Assigned task =>
All lines in the material with the string "SealFailed" should be listed.

Exercise data =>

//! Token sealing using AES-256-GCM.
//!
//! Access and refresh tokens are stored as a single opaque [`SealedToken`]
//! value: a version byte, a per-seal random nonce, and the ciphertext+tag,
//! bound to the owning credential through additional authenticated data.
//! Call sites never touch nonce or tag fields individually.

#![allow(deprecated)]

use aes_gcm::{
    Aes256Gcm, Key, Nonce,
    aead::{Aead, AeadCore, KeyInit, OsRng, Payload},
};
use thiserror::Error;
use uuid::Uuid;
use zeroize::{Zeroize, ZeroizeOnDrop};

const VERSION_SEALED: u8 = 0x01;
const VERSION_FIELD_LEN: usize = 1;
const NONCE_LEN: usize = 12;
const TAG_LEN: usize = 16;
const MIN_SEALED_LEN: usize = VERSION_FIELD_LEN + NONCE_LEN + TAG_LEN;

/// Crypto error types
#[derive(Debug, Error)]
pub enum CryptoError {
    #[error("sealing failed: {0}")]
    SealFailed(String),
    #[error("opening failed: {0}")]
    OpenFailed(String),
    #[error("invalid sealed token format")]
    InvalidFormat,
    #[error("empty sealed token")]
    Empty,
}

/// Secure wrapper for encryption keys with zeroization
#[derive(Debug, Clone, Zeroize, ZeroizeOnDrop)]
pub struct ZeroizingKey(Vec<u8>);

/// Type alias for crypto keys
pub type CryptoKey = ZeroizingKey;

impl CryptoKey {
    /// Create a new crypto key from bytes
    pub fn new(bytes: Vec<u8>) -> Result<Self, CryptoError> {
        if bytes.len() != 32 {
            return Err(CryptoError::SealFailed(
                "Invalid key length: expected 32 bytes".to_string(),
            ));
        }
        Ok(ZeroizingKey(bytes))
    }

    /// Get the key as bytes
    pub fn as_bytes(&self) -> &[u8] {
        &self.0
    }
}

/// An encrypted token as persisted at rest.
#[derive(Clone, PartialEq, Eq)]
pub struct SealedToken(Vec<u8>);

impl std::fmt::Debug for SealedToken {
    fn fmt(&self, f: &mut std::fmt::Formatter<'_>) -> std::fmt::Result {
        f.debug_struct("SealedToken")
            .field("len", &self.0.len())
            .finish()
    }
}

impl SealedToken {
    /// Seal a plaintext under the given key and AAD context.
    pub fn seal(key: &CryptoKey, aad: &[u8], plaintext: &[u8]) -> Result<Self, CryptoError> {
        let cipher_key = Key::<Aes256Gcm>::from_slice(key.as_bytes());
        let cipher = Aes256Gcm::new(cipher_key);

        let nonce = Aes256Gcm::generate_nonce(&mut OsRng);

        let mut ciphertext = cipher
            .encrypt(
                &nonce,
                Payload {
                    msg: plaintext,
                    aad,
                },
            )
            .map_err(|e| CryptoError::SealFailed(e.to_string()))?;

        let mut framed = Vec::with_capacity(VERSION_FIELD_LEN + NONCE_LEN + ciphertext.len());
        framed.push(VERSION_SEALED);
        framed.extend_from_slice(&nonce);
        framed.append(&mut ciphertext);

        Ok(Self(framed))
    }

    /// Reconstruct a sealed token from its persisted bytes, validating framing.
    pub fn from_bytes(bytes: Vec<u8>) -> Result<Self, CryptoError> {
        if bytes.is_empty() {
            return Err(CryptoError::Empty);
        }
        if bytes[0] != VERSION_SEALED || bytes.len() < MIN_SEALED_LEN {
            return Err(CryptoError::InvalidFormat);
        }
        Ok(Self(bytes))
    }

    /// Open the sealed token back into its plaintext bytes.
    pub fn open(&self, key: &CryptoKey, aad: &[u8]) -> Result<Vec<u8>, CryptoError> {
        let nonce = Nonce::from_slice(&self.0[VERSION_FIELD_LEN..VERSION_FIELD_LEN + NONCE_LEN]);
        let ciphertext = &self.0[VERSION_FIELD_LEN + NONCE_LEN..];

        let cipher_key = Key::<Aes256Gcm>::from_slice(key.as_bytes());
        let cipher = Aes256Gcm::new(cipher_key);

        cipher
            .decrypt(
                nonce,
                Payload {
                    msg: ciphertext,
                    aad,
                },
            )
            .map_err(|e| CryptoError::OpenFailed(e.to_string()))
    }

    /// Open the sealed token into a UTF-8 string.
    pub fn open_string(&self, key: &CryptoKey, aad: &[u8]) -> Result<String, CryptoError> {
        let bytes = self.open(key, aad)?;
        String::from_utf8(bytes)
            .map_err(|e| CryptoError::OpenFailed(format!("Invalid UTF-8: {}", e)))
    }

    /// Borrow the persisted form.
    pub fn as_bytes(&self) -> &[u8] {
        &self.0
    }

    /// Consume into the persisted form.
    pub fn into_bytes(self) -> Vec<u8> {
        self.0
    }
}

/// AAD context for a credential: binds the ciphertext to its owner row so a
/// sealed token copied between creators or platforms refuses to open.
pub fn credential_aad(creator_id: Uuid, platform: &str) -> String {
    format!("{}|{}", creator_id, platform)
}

Completed task =>
    SealFailed(String),
            return Err(CryptoError::SealFailed(
            .map_err(|e| CryptoError::SealFailed(e.to_string()))?;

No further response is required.